BDA3 Chapter 2 Exercise 19

Here’s my solution to exercise 19, chapter 2, of Gelman’s Bayesian Data Analysis (BDA), 3rd edition. There are solutions to some of the exercises on the book’s webpage.

\(\DeclareMathOperator{\dbinomial}{Binomial} \DeclareMathOperator{\dbern}{Bernoulli} \DeclareMathOperator{\dpois}{Poisson} \DeclareMathOperator{\dnorm}{Normal} \DeclareMathOperator{\dcauchy}{Cauchy} \DeclareMathOperator{\dexponential}{Exp} \DeclareMathOperator{\dgamma}{Gamma} \DeclareMathOperator{\dinvgamma}{InvGamma} \DeclareMathOperator{\invlogit}{InvLogit} \DeclareMathOperator{\logit}{Logit} \DeclareMathOperator{\dbeta}{Beta}\)

Let’s show that the gamma distribution is conjugate to the exponential distribution. That is, we suppose \(y \mid \theta \sim \dexponential(\theta)\) with prior \(\theta \sim \dgamma(\alpha, \beta)\), and show that the posterior is also gamma distributed.

The posterior is

\[ \begin{align} p(\theta \mid y) &\propto \theta^n e^{-\theta \sum_1^n y_i} \cdot \theta^{\alpha - 1} e^{-\beta \theta} \\ &= \theta^{n + \alpha - 1} e^{-\theta \left(\beta + \sum_1^n y_i \right)} \end{align} \]

which implies \(\theta \mid y \sim \dgamma(\alpha + n, \beta + \sum_1^n y_i)\).

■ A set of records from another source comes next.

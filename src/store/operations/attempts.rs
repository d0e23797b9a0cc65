use std::collections::HashSet;

use chrono::{DateTime, Utc};
use serde::{Deserialize, Serialize};
use sled::Transactional;

use crate::engine::elo::SkillState;
use crate::store::keys;
use crate::store::operations::history::SkillSnapshot;
use crate::store::operations::items::{Item, ItemType};
use crate::store::{Store, StoreError};

/// One graded answer. Append-only.
#[derive(Debug, Clone, Serialize, Deserialize)]
#[serde(rename_all = "camelCase")]
pub struct Attempt {
    pub id: String,
    pub item_id: String,
    pub learner_id: String,
    pub session_id: Option<String>,
    pub concept_id: String,
    pub answer_given: Option<String>,
    pub is_correct: bool,
    pub partial_score: Option<f64>,
    pub response_time_s: Option<f64>,
    pub rating_before: f64,
    pub rating_after: f64,
    pub timestamp: DateTime<Utc>,
}

/// Attempt joined with the item fields the analyzers need.
#[derive(Debug, Clone)]
pub struct EnrichedAttempt {
    pub attempt: Attempt,
    pub content: String,
    pub correct_answer: String,
    pub difficulty: f64,
    pub item_type: ItemType,
    pub options: Option<Vec<String>>,
}

impl Store {
    /// Commit one accepted attempt: the attempt row, both of its indexes,
    /// the skill upsert, the history snapshot, and (for correct answers)
    /// the lifetime dedup text — in a single transaction.
    ///
    /// The skill row must still match `expected_skill` inside the
    /// transaction; a concurrent update to the same (learner, concept)
    /// surfaces as a conflict and nothing is written.
    pub fn record_attempt(
        &self,
        attempt: &Attempt,
        expected_skill: Option<&SkillState>,
        new_skill: &SkillState,
        snapshot: &SkillSnapshot,
        normalized_item_text: &str,
    ) -> Result<(), StoreError> {
        let timestamp_ms = attempt.timestamp.timestamp_millis();

        let attempt_key = keys::attempt_key(&attempt.id);
        let attempt_bytes = Self::serialize(attempt)?;
        let time_index_key =
            keys::attempt_time_index_key(&attempt.learner_id, timestamp_ms, &attempt.id);
        let session_index_key = attempt
            .session_id
            .as_ref()
            .map(|sid| keys::attempt_session_index_key(sid, timestamp_ms, &attempt.id));
        let skill_key = keys::skill_key(&attempt.learner_id, &attempt.concept_id);
        let expected_bytes = expected_skill.map(Self::serialize).transpose()?;
        let new_skill_bytes = Self::serialize(new_skill)?;
        let history_key = keys::skill_history_key(
            &attempt.learner_id,
            &attempt.concept_id,
            timestamp_ms,
            &attempt.id,
        );
        let history_bytes = Self::serialize(snapshot)?;
        let correct_text_key = attempt
            .is_correct
            .then(|| keys::correct_text_key(&attempt.learner_id, normalized_item_text));

        (
            &self.attempts,
            &self.attempts_by_time,
            &self.attempts_by_session,
            &self.skills,
            &self.skill_history,
            &self.correct_texts,
        )
            .transaction(
                |(attempts, by_time, by_session, skills, history, correct_texts)| {
                    use sled::transaction::ConflictableTransactionError;

                    // Optimistic concurrency on the skill row.
                    let current = skills.get(skill_key.as_bytes())?;
                    let matches = match (&current, &expected_bytes) {
                        (None, None) => true,
                        (Some(cur), Some(exp)) => cur.as_ref() == exp.as_slice(),
                        _ => false,
                    };
                    if !matches {
                        return Err(ConflictableTransactionError::Abort(()));
                    }

                    attempts.insert(attempt_key.as_bytes(), attempt_bytes.as_slice())?;
                    by_time.insert(time_index_key.as_bytes(), attempt.id.as_bytes())?;
                    if let Some(session_key) = &session_index_key {
                        by_session.insert(session_key.as_bytes(), attempt.id.as_bytes())?;
                    }
                    skills.insert(skill_key.as_bytes(), new_skill_bytes.as_slice())?;
                    history.insert(history_key.as_bytes(), history_bytes.as_slice())?;
                    if let Some(text_key) = &correct_text_key {
                        correct_texts.insert(text_key.as_bytes(), &[] as &[u8])?;
                    }
                    Ok(())
                },
            )
            .map_err(|e: sled::transaction::TransactionError<()>| match e {
                sled::transaction::TransactionError::Abort(()) => StoreError::Conflict {
                    entity: "skill".to_string(),
                    key: skill_key.clone(),
                },
                sled::transaction::TransactionError::Storage(se) => StoreError::Sled(se),
            })?;
        Ok(())
    }

    pub fn get_attempt(&self, attempt_id: &str) -> Result<Attempt, StoreError> {
        match self.attempts.get(keys::attempt_key(attempt_id).as_bytes())? {
            Some(raw) => Self::deserialize(&raw),
            None => Err(StoreError::NotFound {
                entity: "attempt".to_string(),
                key: attempt_id.to_string(),
            }),
        }
    }

    /// Last `limit` attempts for a learner, newest first, joined with item
    /// fields.
    pub fn recent_enriched(
        &self,
        learner_id: &str,
        limit: usize,
    ) -> Result<Vec<EnrichedAttempt>, StoreError> {
        let prefix = keys::attempt_time_index_prefix(learner_id);
        let mut enriched = Vec::new();
        for entry in self.attempts_by_time.scan_prefix(prefix.as_bytes()) {
            if enriched.len() >= limit {
                break;
            }
            let (_, attempt_id_raw) = entry?;
            let attempt_id = String::from_utf8_lossy(&attempt_id_raw).to_string();
            enriched.push(self.enrich(self.get_attempt(&attempt_id)?)?);
        }
        Ok(enriched)
    }

    /// Attempts recorded in a session, oldest first.
    pub fn attempts_for_session(
        &self,
        session_id: &str,
    ) -> Result<Vec<EnrichedAttempt>, StoreError> {
        let prefix = keys::attempt_session_index_prefix(session_id);
        let mut enriched = Vec::new();
        for entry in self.attempts_by_session.scan_prefix(prefix.as_bytes()) {
            let (_, attempt_id_raw) = entry?;
            let attempt_id = String::from_utf8_lossy(&attempt_id_raw).to_string();
            enriched.push(self.enrich(self.get_attempt(&attempt_id)?)?);
        }
        Ok(enriched)
    }

    /// Normalized texts of every item this learner has answered correctly.
    pub fn correct_texts(&self, learner_id: &str) -> Result<HashSet<String>, StoreError> {
        let prefix = keys::correct_text_prefix(learner_id);
        let mut texts = HashSet::new();
        for entry in self.correct_texts.scan_prefix(prefix.as_bytes()) {
            let (key_raw, _) = entry?;
            let key = String::from_utf8_lossy(&key_raw).to_string();
            if let Some(text) = key.strip_prefix(&prefix) {
                texts.insert(text.to_string());
            }
        }
        Ok(texts)
    }

    fn enrich(&self, attempt: Attempt) -> Result<EnrichedAttempt, StoreError> {
        let item: Item = self.get_item(&attempt.item_id)?;
        Ok(EnrichedAttempt {
            content: item.content,
            correct_answer: item.correct_answer,
            difficulty: item.difficulty,
            item_type: item.item_type,
            options: item.options,
            attempt,
        })
    }
}
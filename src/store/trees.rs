//! Sled tree name constants.
//!
//! Tree names are part of the on-disk format; renaming one strands its data.
//! Index trees carry an `idx_` prefix.

pub const LEARNERS: &str = "learners";
pub const TOPICS: &str = "topics";
pub const CONCEPTS: &str = "concepts";
pub const ITEMS: &str = "items";
pub const ATTEMPTS: &str = "attempts";
pub const SKILLS: &str = "skills";
pub const SESSIONS: &str = "sessions";
pub const SKILL_HISTORY: &str = "skill_history";

// Secondary index trees
pub const LEARNERS_BY_NAME: &str = "idx_learners_by_name";
pub const CONCEPTS_BY_TOPIC: &str = "idx_concepts_by_topic";
pub const ATTEMPTS_BY_TIME: &str = "idx_attempts_by_time";
pub const ATTEMPTS_BY_SESSION: &str = "idx_attempts_by_session";
pub const CORRECT_TEXTS: &str = "idx_correct_texts";
pub const SESSIONS_BY_LEARNER: &str = "idx_sessions_by_learner";
//! Dual speculative pre-cache.
//!
//! While the learner works on the current item, two background tasks each
//! assume one outcome (correct / wrong), simulate the skill update, and
//! pre-generate the item that would follow. The foreground turn pops the
//! branch matching the real outcome and clears both; a concept mismatch or
//! an empty slot falls through to synchronous generation.
//!
//! Purely an optimization: the turn loop is correct with this disabled.

use std::collections::HashMap;
use std::sync::Mutex;

use crate::store::operations::sessions::CurrentItem;

#[derive(Debug, Clone, Copy, PartialEq, Eq, Hash)]
pub enum OutcomeBranch {
    Correct,
    Wrong,
}

impl OutcomeBranch {
    pub fn from_outcome(is_correct: bool) -> Self {
        if is_correct {
            Self::Correct
        } else {
            Self::Wrong
        }
    }

    pub fn as_str(self) -> &'static str {
        match self {
            Self::Correct => "correct",
            Self::Wrong => "wrong",
        }
    }
}

/// A speculatively generated item, tagged with the focus concept its
/// simulation predicted.
#[derive(Debug, Clone)]
pub struct CachedBranch {
    pub concept_id: String,
    pub item: CurrentItem,
}

#[derive(Debug, Default)]
struct Slot {
    /// The item on screen when this slot's tasks were spawned. A newer
    /// turn re-registers the slot and late results are dropped.
    for_item_id: String,
    correct: Option<CachedBranch>,
    wrong: Option<CachedBranch>,
}

type SlotKey = (String, String);

#[derive(Debug, Default)]
pub struct Precache {
    slots: Mutex<HashMap<SlotKey, Slot>>,
}

impl Precache {
    pub fn new() -> Self {
        Self::default()
    }

    /// Register a pre-cache round for the item currently displayed.
    /// Returns false when a round for this item is already registered,
    /// making trigger calls idempotent.
    pub fn begin(&self, learner_id: &str, session_id: &str, item_id: &str) -> bool {
        let mut slots = self.slots.lock().expect("precache lock");
        let key = (learner_id.to_string(), session_id.to_string());
        match slots.get(&key) {
            Some(slot) if slot.for_item_id == item_id => false,
            _ => {
                slots.insert(
                    key,
                    Slot {
                        for_item_id: item_id.to_string(),
                        correct: None,
                        wrong: None,
                    },
                );
                true
            }
        }
    }

    /// Store a completed branch. Dropped silently when the slot has moved
    /// on to a newer item (the task was implicitly cancelled).
    pub fn fulfill(
        &self,
        learner_id: &str,
        session_id: &str,
        item_id: &str,
        branch: OutcomeBranch,
        cached: CachedBranch,
    ) {
        let mut slots = self.slots.lock().expect("precache lock");
        let key = (learner_id.to_string(), session_id.to_string());
        if let Some(slot) = slots.get_mut(&key) {
            if slot.for_item_id != item_id {
                tracing::debug!(branch = branch.as_str(), "Pre-cache result discarded: turn moved on");
                return;
            }
            match branch {
                OutcomeBranch::Correct => slot.correct = Some(cached),
                OutcomeBranch::Wrong => slot.wrong = Some(cached),
            }
        }
    }

    /// Pop the branch for the observed outcome and clear both entries.
    pub fn take(
        &self,
        learner_id: &str,
        session_id: &str,
        branch: OutcomeBranch,
    ) -> Option<CachedBranch> {
        let mut slots = self.slots.lock().expect("precache lock");
        let key = (learner_id.to_string(), session_id.to_string());
        let slot = slots.remove(&key)?;
        match branch {
            OutcomeBranch::Correct => slot.correct,
            OutcomeBranch::Wrong => slot.wrong,
        }
    }

    /// Drop any state for a session (called on session end).
    pub fn clear(&self, learner_id: &str, session_id: &str) {
        let mut slots = self.slots.lock().expect("precache lock");
        slots.remove(&(learner_id.to_string(), session_id.to_string()));
    }
}
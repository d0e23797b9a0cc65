pub mod answers;
pub mod explainer;
pub mod generation;
pub mod llm;
pub mod llm_json;
pub mod precache;
pub mod sessions;
use axum::extract::{Path, State};
use axum::routing::{get, post};
use axum::{Json, Router};
use serde::{Deserialize, Serialize};

use crate::response::{created, ok, AppError};
use crate::state::AppState;
use crate::store::operations::learners::Learner;

pub fn router() -> Router<AppState> {
    Router::new()
        .route("/learners", post(create_or_get).get(list))
        .route("/learners/{learner_id}/skills", get(skills))
}

#[derive(Debug, Deserialize)]
#[serde(rename_all = "camelCase")]
struct CreateLearnerRequest {
    name: String,
}

async fn create_or_get(
    State(state): State<AppState>,
    Json(req): Json<CreateLearnerRequest>,
) -> Result<impl axum::response::IntoResponse, AppError> {
    let learner = state.store().create_or_get_learner(&req.name)?;
    Ok(created(learner))
}

async fn list(
    State(state): State<AppState>,
) -> Result<impl axum::response::IntoResponse, AppError> {
    let learners: Vec<Learner> = state.store().list_learners()?;
    Ok(ok(learners))
}

#[derive(Debug, Serialize)]
#[serde(rename_all = "camelCase")]
struct SkillRow {
    concept_id: String,
    rating: f64,
    uncertainty: f64,
    mastery: f64,
    total_attempts: u32,
    correct_attempts: u32,
}

async fn skills(
    State(state): State<AppState>,
    Path(learner_id): Path<String>,
) -> Result<impl axum::response::IntoResponse, AppError> {
    state.store().get_learner(&learner_id)?;
    let mut rows: Vec<SkillRow> = state
        .store()
        .skills_for_learner(&learner_id)?
        .into_iter()
        .map(|(concept_id, s)| SkillRow {
            concept_id,
            rating: s.rating,
            uncertainty: s.uncertainty,
            mastery: s.mastery,
            total_attempts: s.total_attempts,
            correct_attempts: s.correct_attempts,
        })
        .collect();
    rows.sort_by(|a, b| a.concept_id.cmp(&b.concept_id));
    Ok(ok(rows))
}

Suppose now that we wish to do inference on \(\phi := \theta^{-1}\). We will show that \(\phi\) has an inverse gamma distribution if \(\theta\) has a gamma distribution. Indeed,

\[ \begin{align} p(\phi) &\propto p(\theta) \left\vert {\frac{d\phi}{d\theta}} \right\vert^{-1} \\ &= \theta^{\alpha - 1} e^{-\beta \theta} \cdot\theta^2 \\ &= \phi^{-\alpha - 1} e^{-\frac{\beta}{\phi}} , \end{align} \]

which corresponds to an \(\dinvgamma(\alpha, \beta)\) distribution.

Suppose that the lifetime of a light bulb can be modelled as an exponential distribution with rate \(\theta\). Let’s compare inferences using the two different parameterisations above. For \(\theta \sim \dgamma(\alpha, \beta)\), the prior variance is \(\frac{\alpha}{\beta^2}\) and the mean is \(\frac{\alpha}{\beta}\), so the prior coefficient of variation is \(\alpha^{-\frac{1}{2}}\). We are given that the prior coefficient of variation is 0.5, so \(\alpha = 4\). The posterior coefficient of variation is \((4 + n)^{-\frac{1}{2}}\). If we wish this to be at most 0.1, then we would need to test at least \(n = 96\) light bulbs.

For \(\phi \sim \dinvgamma(\alpha, \beta)\), the prior variance is

\[ \frac{\beta^2}{(\alpha - 1)^2 (\alpha - 2)} \]

and the mean is \(\frac{\beta}{\alpha - 1}\), so the prior coefficient of variation is \((\alpha - 2)^{-\frac{1}{2}}\). With a prior coefficient of variation is 0.5, we have \(\alpha = 6\). The posterior coefficient of variation is \((6 + n)^{-\frac{1}{2}}\). If we wish this to be at most 0.1, then we would need to test at least \(n = 94\) light bulbs.